久々に練習場で指導した時の気持ちは消えないという。「選手にかける言葉が出てこなくて。ピッチの中で『全然だめだな』って。本当に少しずつ、選手にも協力してもらった」。1度は仕事の感覚も鈍ったが「マイナスには捉えていない」という。そして続けた。

「指導者であることが当たり前と思っていた自分がいた。こういうことを仕事にできることが、あらためて幸せだと感じます」

選手に目をやりながら、静かな口調で話した。

湘南での一件をどう消化したのか。

「突然だったので、なかなか整理がつかなかった。チームを強くしたい、選手を育てたいという気持ちだったことにウソはなかった。ただいろんな意味で、自分の考えが狭かった。大変申し訳ないことをした」

当時を掘り返す問いかけにも、視線をそらすことなく応じた。

追われるように現場を離れた約半年間。「本当にしんどいときもありました」。ただ指導者として、償いや恩返しは現場でしかできない。賛否が起こるのも承知の上で、指導の場に戻ることを決めた。

「ずっと下を向いて(後悔に)さいなまれていても、自分がいつも言ってきたことと全然、違うことになってしまうなと。選手にはずっと『苦しいときこそ何ができるかだぞ』って話してきた。僕自身がここで逃げるのは違う」

パワハラ問題は、サッカー界に暗い影を落とすことになった。過去は変えられない。だから、これからの言動で示すしかない。

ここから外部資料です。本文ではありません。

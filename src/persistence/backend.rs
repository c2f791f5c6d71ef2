//! Runtime selection between the store implementations.

use chrono::{DateTime, Utc};

use super::models::{CampaignStats, SpinConsumption};
use super::{CampaignStore, InMemoryStore, PostgresStore};
use crate::domain::{
    Campaign, CampaignId, InventoryId, PrizeInventoryItem, SpinBudget, SpinHistory,
    SpinHistoryId, SpinStatus, WhitelistEntry,
};
use crate::error::SpinError;

/// The store chosen by `STORE_BACKEND` at startup.
#[derive(Debug)]
pub enum StoreBackend {
    /// Process-local state.
    Memory(InMemoryStore),
    /// PostgreSQL.
    Postgres(PostgresStore),
}

impl StoreBackend {
    /// Returns the configuration name of the backend.
    #[must_use]
    pub const fn name(&self) -> &'static str {
        match self {
            Self::Memory(_) => "memory",
            Self::Postgres(_) => "postgres",
        }
    }
}

macro_rules! delegate {
    ($self:ident, $store:ident => $call:expr) => {
        match $self {
            StoreBackend::Memory($store) => $call.await,
            StoreBackend::Postgres($store) => $call.await,
        }
    };
}

impl CampaignStore for StoreBackend {
    async fn insert_campaign(&self, campaign: &Campaign) -> Result<(), SpinError> {
        delegate!(self, s => s.insert_campaign(campaign))
    }

    async fn update_campaign(&self, campaign: &Campaign) -> Result<(), SpinError> {
        delegate!(self, s => s.update_campaign(campaign))
    }

    async fn get_campaign(&self, id: CampaignId) -> Result<Option<Campaign>, SpinError> {
        delegate!(self, s => s.get_campaign(id))
    }

    async fn list_campaigns(&self) -> Result<Vec<Campaign>, SpinError> {
        delegate!(self, s => s.list_campaigns())
    }

    async fn upsert_whitelist_entry(
        &self,
        campaign_id: CampaignId,
        wallet_address: &str,
        spins_allowed: u32,
        now: DateTime<Utc>,
    ) -> Result<WhitelistEntry, SpinError> {
        delegate!(self, s => s.upsert_whitelist_entry(campaign_id, wallet_address, spins_allowed, now))
    }

    async fn remove_whitelist_entry(
        &self,
        campaign_id: CampaignId,
        wallet_address: &str,
    ) -> Result<bool, SpinError> {
        delegate!(self, s => s.remove_whitelist_entry(campaign_id, wallet_address))
    }

    async fn get_whitelist_entry(
        &self,
        campaign_id: CampaignId,
        wallet_address: &str,
    ) -> Result<Option<WhitelistEntry>, SpinError> {
        delegate!(self, s => s.get_whitelist_entry(campaign_id, wallet_address))
    }

    async fn wallet_spins_used(
        &self,
        campaign_id: CampaignId,
        wallet_address: &str,
    ) -> Result<u32, SpinError> {
        delegate!(self, s => s.wallet_spins_used(campaign_id, wallet_address))
    }

    async fn consume_spin(
        &self,
        campaign_id: CampaignId,
        wallet_address: &str,
        budget: SpinBudget,
    ) -> Result<SpinConsumption, SpinError> {
        delegate!(self, s => s.consume_spin(campaign_id, wallet_address, budget))
    }

    async fn add_inventory(&self, items: &[PrizeInventoryItem]) -> Result<(), SpinError> {
        delegate!(self, s => s.add_inventory(items))
    }

    async fn reserve_inventory(
        &self,
        campaign_id: CampaignId,
        nft_id: &str,
        wallet_address: &str,
        spin_id: SpinHistoryId,
        now: DateTime<Utc>,
    ) -> Result<Option<PrizeInventoryItem>, SpinError> {
        delegate!(self, s => s.reserve_inventory(campaign_id, nft_id, wallet_address, spin_id, now))
    }

    async fn get_inventory_item(
        &self,
        id: InventoryId,
    ) -> Result<Option<PrizeInventoryItem>, SpinError> {
        delegate!(self, s => s.get_inventory_item(id))
    }

    async fn list_stale_reservations(
        &self,
        campaign_id: CampaignId,
        before: DateTime<Utc>,
    ) -> Result<Vec<PrizeInventoryItem>, SpinError> {
        delegate!(self, s => s.list_stale_reservations(campaign_id, before))
    }

    async fn insert_spin_history(&self, spin: &SpinHistory) -> Result<(), SpinError> {
        delegate!(self, s => s.insert_spin_history(spin))
    }

    async fn get_spin_history(&self, id: SpinHistoryId) -> Result<Option<SpinHistory>, SpinError> {
        delegate!(self, s => s.get_spin_history(id))
    }

    async fn list_spin_history(
        &self,
        campaign_id: CampaignId,
        wallet_address: Option<&str>,
        status: Option<SpinStatus>,
    ) -> Result<Vec<SpinHistory>, SpinError> {
        delegate!(self, s => s.list_spin_history(campaign_id, wallet_address, status))
    }

    async fn begin_claim(&self, id: SpinHistoryId, now: DateTime<Utc>) -> Result<bool, SpinError> {
        delegate!(self, s => s.begin_claim(id, now))
    }

    async fn complete_claim(
        &self,
        id: SpinHistoryId,
        inventory_id: InventoryId,
        wallet_address: &str,
        tx_hash: &str,
        now: DateTime<Utc>,
    ) -> Result<(), SpinError> {
        delegate!(self, s => s.complete_claim(id, inventory_id, wallet_address, tx_hash, now))
    }

    async fn fail_claim(
        &self,
        id: SpinHistoryId,
        error_message: &str,
        now: DateTime<Utc>,
    ) -> Result<(), SpinError> {
        delegate!(self, s => s.fail_claim(id, error_message, now))
    }

    async fn campaign_stats(&self, campaign_id: CampaignId) -> Result<CampaignStats, SpinError> {
        delegate!(self, s => s.campaign_stats(campaign_id))
    }
}

#[cfg(test)]
#[allow(clippy::panic)]
mod tests {
    use super::*;

    #[tokio::test]
    async fn memory_backend_delegates() {
        let backend = StoreBackend::Memory(InMemoryStore::new());
        assert_eq!(backend.name(), "memory");
        let Ok(campaigns) = backend.list_campaigns().await else {
            panic!("list failed");
        };
        assert!(campaigns.is_empty());
        assert!(matches!(
            backend.campaign_stats(CampaignId::new()).await,
            Err(SpinError::CampaignNotFound(_))
        ));
    }
}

「いろんな人に迷惑をかけてしまった。今の現場からそれを返していきたい。自分に足りないところをしっかり認識するということを、50歳でやれたことを前向きに捉えないといけない」

今季、流通経大は群雄割拠の関東大学リーグで2部を戦う。28日に行われた昨季3冠(総理大臣杯、関東大学リーグ、全日本大学選手権)とタイトルを総なめにした明大との練習試合では、2-0と完勝した。昨季リーグ優勝の相手に球際やルーズボールに猛然と詰め、プレスに駆け回った。

「子どもたちや周囲の人に感謝して、自分に指導されてよかったと思ってくれる選手たちをたくさん作っていきたい。そのためにまず自分が学びなおしています」

曹氏はベンチに入り、時折タッチライン際から選手に指示を送った。ライムグリーンのユニホームを着た選手が身を粉にする姿は“湘南スタイル”に重なるものもあった。

「ここをステップにするのではなくて、選手やチームを良くして、弁護士さんの研修も受けて、自分のマネジメントの勉強もする。アウトプットだけじゃなく、インプットする時間にも充てていきたいと考えています」

今後のキャリアについては「今は考えられないです」と話すように、静かに自身と向き合いながら、再び指導者の道を歩んでいる。【岡崎悠利】

◆湘南のパワハラ問題の経緯 19年8月、曹貴裁監督のパワハラ行為が報じられた。Jリーグが調査チームを立ち上げて事実確認に乗り出した。同年7月には日本協会に被害通報があり、クラブ関係者約60人に対するヒアリングなどを行った結果、10月4日にパワハラの事実があったと発表。公式戦5試合の出場資格停止処分を科した。指導を自粛していた曹監督は8日に監督を退任した。日本協会は11月14日の理事会で、曹監督のS級指導者ライセンスを1年間停止することを決めた。1月29日、日本協会の関塚技術委員長が、現場復帰に向けた研修の一環として流通経大で選手を指導することを明らかにした。

◆曹貴裁(ちょう・きじぇ)1969年(昭44)1月16日、京都市生まれ。京都・洛北高、早大を経て91年に日立製作所に入社。93年から柏、浦和、神戸でプレー、00年に川崎Fのアシスタントコーチに就任。05年に湘南へ入団し12年から監督。12年にJ2で2位、14年にJ2優勝でJ1昇格、16年にJ1で17位に沈み降格するも、翌17年にJ2優勝で再びJ1へ昇格。18年は「走る湘南」スタイルに磨きがかかり、ルヴァン杯でチームを初優勝に導いた。